L’associazione chiede, infine, l’urgente riapertura dell’ospedale temporaneo del Padiglione V di Torino Esposizioni nel Parco del Valentino, aperto con esiti contrastanti durante la seconda ondata. Per l’Anaao Assomed è l’unico modo «per riuscire ad assistere tutti i pazienti che a brevissimo non troveranno adeguata sistemazione negli ospedali».

I numeri rivelano, infatti, come da giorni la situazione in Piemonte sia in rapido peggioramento. «I contagi sono in rialzo dal 21 febbraio e da quel momento salgono costantemente con un tempo di raddoppio di 12 giorni e non ci sono segnali di rallentamento», sottolinea Alessandro Ferretti, fisico dell’Università di Torino che analizza i dati epidemiologici dall’inizio della pandemia. «Sono saliti anche i ricoveri ospedalieri, passati – precisa Ferretti – dai 1.870 agli attuali 2.260. E crescono anche le terapie intensive, da 7 ingressi al giorno di fine febbraio a una media di 13 al giorno. I contagi medi, d’altronde, sono raddoppiati: dai 755 al giorno del 20 febbraio a 1635 positivi (dati di ieri, ndr). Se andiamo avanti così, il picco di 4mila contagi della seconda ondata verrà raggiunto entro tre settimane».

La variante più diffusa è quella inglese ed è la responsabile dell’attuale escalation. Il ritmo non è eguale nelle varie provincie: la curva di Verbania la prima a salire in questa terza ondata, quella con il quadro più difficile, sta rallentando, mentre quella di Alessandria, più in ritardo rispetto ad altre, sta ora crescendo. Il colore del Piemonte è rimasto «arancione» – tranne 23 comuni già in rosso – ma rafforzato da alcune misure regionali.

Da lunedì scattano le chiusure delle scuole e da martedì quelle per le aree gioco nei parchi. Per quanto riguarda le scuole, sono state create due fasce di rischio: nella prima, più elevata, che riguarda 21 distretti sanitari delle province di Asti, Cuneo, Torino, Vercelli e Verbania per un totale di 646 comuni, tutti passano alla didattica a distanza tranne nidi e micronidi e l’attività scolastica per i disabili e dei laboratori.

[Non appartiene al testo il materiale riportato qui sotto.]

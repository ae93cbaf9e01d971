use crate::store::{checksum, verify_checksum, Store, StoreError};
use rust_decimal::Decimal;
use serde::{Deserialize, Serialize};
use std::collections::HashMap;
use vantage_execution::{ClientOrderId, OrderId};
use vantage_instrument::{OrderStatus, Side, Symbol};

/// Lifecycle state of a grid [`Slot`].
///
/// ```text
/// FREE --place--> LOCKED
/// LOCKED --partial fill--> LOCKED (accumulate executed_qty)
/// LOCKED --full fill--> FILLED --settle--> FREE
/// LOCKED --cancel/reject/expire--> FREE
/// ```
#[derive(Debug, Copy, Clone, Eq, PartialEq, Serialize, Deserialize)]
pub enum SlotState {
    Free,
    Locked,
    Filled,
    Canceled,
}

impl SlotState {
    fn as_str(self) -> &'static str {
        match self {
            SlotState::Free => "FREE",
            SlotState::Locked => "LOCKED",
            SlotState::Filled => "FILLED",
            SlotState::Canceled => "CANCELED",
        }
    }

    fn from_str(s: &str) -> Self {
        match s {
            "LOCKED" => SlotState::Locked,
            "FILLED" => SlotState::Filled,
            "CANCELED" => SlotState::Canceled,
            _ => SlotState::Free,
        }
    }
}

/// A grid cell that owns at most one live order at a time.
#[derive(Debug, Clone, PartialEq, Serialize, Deserialize)]
pub struct Slot {
    pub slot_id: i64,
    pub side: Side,
    pub price: Decimal,
    pub qty: Decimal,
    pub executed_qty: Decimal,
    pub state: SlotState,
    pub order_id: Option<OrderId>,
    pub client_order_id: Option<ClientOrderId>,
    pub updated_at: i64,
}

impl Slot {
    pub fn new_free(slot_id: i64, side: Side, price: Decimal, qty: Decimal, now_ms: i64) -> Self {
        Self {
            slot_id,
            side,
            price,
            qty,
            executed_qty: Decimal::ZERO,
            state: SlotState::Free,
            order_id: None,
            client_order_id: None,
            updated_at: now_ms,
        }
    }

    pub fn is_locked(&self) -> bool {
        matches!(self.state, SlotState::Locked)
    }

    /// Apply a wire order status to this slot, advancing it through the
    /// state machine. Returns `true` if the slot's state actually changed
    /// (used by the caller to decide whether a trade/metric event fires).
    pub fn apply_status(&mut self, status: OrderStatus, executed_qty: Decimal, now_ms: i64) -> bool {
        let before = self.state;
        match status {
            OrderStatus::New => self.state = SlotState::Locked,
            OrderStatus::PartiallyFilled => {
                self.state = SlotState::Locked;
                self.executed_qty = executed_qty;
            }
            OrderStatus::Filled => {
                self.executed_qty = executed_qty;
                self.state = SlotState::Filled;
            }
            OrderStatus::Canceled | OrderStatus::Rejected | OrderStatus::Expired => {
                self.state = SlotState::Canceled;
            }
        }
        self.updated_at = now_ms;
        before != self.state
    }

    /// Settle a `FILLED` slot back to `FREE`, clearing the order pointers so
    /// the next placement at this level gets a clean slate.
    pub fn settle(&mut self, now_ms: i64) {
        self.state = SlotState::Free;
        self.order_id = None;
        self.client_order_id = None;
        self.executed_qty = Decimal::ZERO;
        self.updated_at = now_ms;
    }

    /// Reset a slot that claims to be `LOCKED` but has no live order behind
    /// it (used during `sync_orders` recovery).
    pub fn reset_to_free(&mut self, now_ms: i64) {
        self.state = SlotState::Free;
        self.order_id = None;
        self.client_order_id = None;
        self.executed_qty = Decimal::ZERO;
        self.updated_at = now_ms;
    }

    fn checksum_fields(&self, symbol: &str) -> [String; 9] {
        [
            symbol.to_string(),
            self.slot_id.to_string(),
            format!("{:?}", self.side),
            self.price.to_string(),
            self.qty.to_string(),
            self.state.as_str().to_string(),
            self.order_id.as_ref().map(|i| i.0.to_string()).unwrap_or_default(),
            self.client_order_id.as_ref().map(|i| i.0.to_string()).unwrap_or_default(),
            self.executed_qty.to_string(),
        ]
    }
}

/// In-memory view of one symbol's grid slots, persisted through [`Store`].
///
/// Owned exclusively by that symbol's `SymbolManager`/engine task; never
/// shared across symbols.
#[derive(Debug, Clone, Default)]
pub struct SlotTable {
    slots: HashMap<i64, Slot>,
}

impl SlotTable {
    pub fn new() -> Self {
        Self::default()
    }

    pub fn get(&self, slot_id: i64) -> Option<&Slot> {
        self.slots.get(&slot_id)
    }

    pub fn get_mut(&mut self, slot_id: i64) -> Option<&mut Slot> {
        self.slots.get_mut(&slot_id)
    }

    pub fn insert(&mut self, slot: Slot) {
        self.slots.insert(slot.slot_id, slot);
    }

    pub fn all(&self) -> impl Iterator<Item = &Slot> {
        self.slots.values()
    }

    pub fn free_slots(&self) -> impl Iterator<Item = &Slot> {
        self.slots.values().filter(|s| matches!(s.state, SlotState::Free))
    }

    pub fn locked_slots(&self) -> impl Iterator<Item = &Slot> {
        self.slots.values().filter(|s| s.is_locked())
    }

    pub fn find_by_client_order_id(&self, cid: &ClientOrderId) -> Option<&Slot> {
        self.slots.values().find(|s| s.client_order_id.as_ref() == Some(cid))
    }

    pub fn find_by_client_order_id_mut(&mut self, cid: &ClientOrderId) -> Option<&mut Slot> {
        self.slots.values_mut().find(|s| s.client_order_id.as_ref() == Some(cid))
    }

    pub fn find_by_order_id(&self, id: &OrderId) -> Option<&Slot> {
        self.slots.values().find(|s| s.order_id.as_ref() == Some(id))
    }

    pub fn find_by_order_id_mut(&mut self, id: &OrderId) -> Option<&mut Slot> {
        self.slots.values_mut().find(|s| s.order_id.as_ref() == Some(id))
    }

    /// Persist one slot's current state. Call before acknowledging any
    /// action that mutated it (spec 4.5e: "persist before acknowledging").
    pub fn persist(&self, store: &Store, symbol: &Symbol) -> Result<(), StoreError> {
        for slot in self.slots.values() {
            persist_slot(store, symbol, slot)?;
        }
        Ok(())
    }

    pub fn persist_one(&self, store: &Store, symbol: &Symbol, slot_id: i64) -> Result<(), StoreError> {
        if let Some(slot) = self.slots.get(&slot_id) {
            persist_slot(store, symbol, slot)?;
        }
        Ok(())
    }

    /// Load every slot persisted for `symbol`, replacing the in-memory view.
    pub fn load(store: &Store, symbol: &Symbol) -> Result<Self, StoreError> {
        let symbol_str = symbol.as_str().to_string();
        store.with_conn(|conn| {
            let mut stmt = conn.prepare(
                "SELECT slot_id, side, price, qty, state, order_id, client_order_id, executed_qty, updated_at, checksum
                 FROM slots WHERE symbol = ?1",
            )?;
            let mut slots = HashMap::new();
            let rows = stmt.query_map([&symbol_str], |row| {
                Ok((
                    row.get::<_, i64>(0)?,
                    row.get::<_, String>(1)?,
                    row.get::<_, String>(2)?,
                    row.get::<_, String>(3)?,
                    row.get::<_, String>(4)?,
                    row.get::<_, Option<String>>(5)?,
                    row.get::<_, Option<String>>(6)?,
                    row.get::<_, String>(7)?,
                    row.get::<_, i64>(8)?,
                    row.get::<_, String>(9)?,
                ))
            })?;

            for row in rows {
                let (slot_id, side, price, qty, state, order_id, client_order_id, executed_qty, updated_at, stored_checksum) = row?;
                let slot = Slot {
                    slot_id,
                    side: if side == "BUY" { Side::Buy } else { Side::Sell },
                    price: price.parse().unwrap_or_default(),
                    qty: qty.parse().unwrap_or_default(),
                    executed_qty: executed_qty.parse().unwrap_or_default(),
                    state: SlotState::from_str(&state),
                    order_id: order_id.map(OrderId::new),
                    client_order_id: client_order_id.map(ClientOrderId::new),
                    updated_at,
                };
                let fields = slot.checksum_fields(&symbol_str);
                let field_refs: Vec<&str> = fields.iter().map(String::as_str).collect();
                verify_checksum("slots", &slot_id.to_string(), &field_refs, &stored_checksum)?;
                slots.insert(slot_id, slot);
            }

            Ok(Self { slots })
        })
    }
}

fn persist_slot(store: &Store, symbol: &Symbol, slot: &Slot) -> Result<(), StoreError> {
    let symbol_str = symbol.as_str().to_string();
    let fields = slot.checksum_fields(&symbol_str);
    let field_refs: Vec<&str> = fields.iter().map(String::as_str).collect();
    let sum = checksum(&field_refs);

    store.with_conn(|conn| {
        conn.execute(
            "INSERT INTO slots (symbol, slot_id, side, price, qty, state, order_id, client_order_id, executed_qty, updated_at, checksum)
             VALUES (?1, ?2, ?3, ?4, ?5, ?6, ?7, ?8, ?9, ?10, ?11)
             ON CONFLICT(symbol, slot_id) DO UPDATE SET
                side = excluded.side, price = excluded.price, qty = excluded.qty,
                state = excluded.state, order_id = excluded.order_id,
                client_order_id = excluded.client_order_id, executed_qty = excluded.executed_qty,
                updated_at = excluded.updated_at, checksum = excluded.checksum",
            rusqlite::params![
                symbol_str,
                slot.slot_id,
                format!("{:?}", slot.side).to_uppercase(),
                slot.price.to_string(),
                slot.qty.to_string(),
                slot.state.as_str(),
                slot.order_id.as_ref().map(|i| i.0.to_string()),
                slot.client_order_id.as_ref().map(|i| i.0.to_string()),
                slot.executed_qty.to_string(),
                slot.updated_at,
                sum,
            ],
        )?;
        Ok(())
    })
}

#[cfg(test)]
mod tests {
    use super::*;
    use rust_decimal_macros::dec;

    #[test]
    fn slot_round_trips_through_the_store() {
        let store = Store::open_in_memory().unwrap();
        let symbol = Symbol::from("BTCUSDT");
        let mut table = SlotTable::new();
        table.insert(Slot::new_free(0, Side::Buy, dec!(39_900), dec!(0.01), 1_000));
        table.persist(&store, &symbol).unwrap();

        let reloaded = SlotTable::load(&store, &symbol).unwrap();
        assert_eq!(reloaded.get(0).unwrap().price, dec!(39_900));
        assert_eq!(reloaded.get(0).unwrap().state, SlotState::Free);
    }

    #[test]
    fn full_fill_transitions_to_filled_then_settles_to_free() {
        let mut slot = Slot::new_free(0, Side::Buy, dec!(39_900), dec!(0.01), 0);
        slot.apply_status(OrderStatus::New, Decimal::ZERO, 1);
        assert_eq!(slot.state, SlotState::Locked);
        slot.apply_status(OrderStatus::PartiallyFilled, dec!(0.005), 2);
        assert_eq!(slot.state, SlotState::Locked);
        assert_eq!(slot.executed_qty, dec!(0.005));
        slot.apply_status(OrderStatus::Filled, dec!(0.01), 3);
        assert_eq!(slot.state, SlotState::Filled);
        slot.settle(4);
        assert_eq!(slot.state, SlotState::Free);
        assert!(slot.client_order_id.is_none());
    }

    #[test]
    fn cancel_reject_expire_all_free_the_slot() {
        for status in [OrderStatus::Canceled, OrderStatus::Rejected, OrderStatus::Expired] {
            let mut slot = Slot::new_free(0, Side::Sell, dec!(1), dec!(1), 0);
            slot.apply_status(OrderStatus::New, Decimal::ZERO, 1);
            slot.apply_status(status, Decimal::ZERO, 2);
            assert_eq!(slot.state, SlotState::Canceled);
        }
    }
}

La Cgil invita le istituzioni a «supportare le famiglie con congedi di adeguata flessibilità, durata e remunerazione, in tutti in casi in cui si deve ricorrere alla dad per le scuole dell’infanzia primaria e secondaria di primo grado».

Intanto, il governatore Alberto Cirio si è rivolto al governo per chiedere «di anticipare il più possibile la valutazione settimanale», perché il report del venerdì sera per il lunedì non consente di dare il giusto preavviso e «rischia di sottostimare situazioni in cui sarebbe necessario agire sin da subito con misure più restrittive».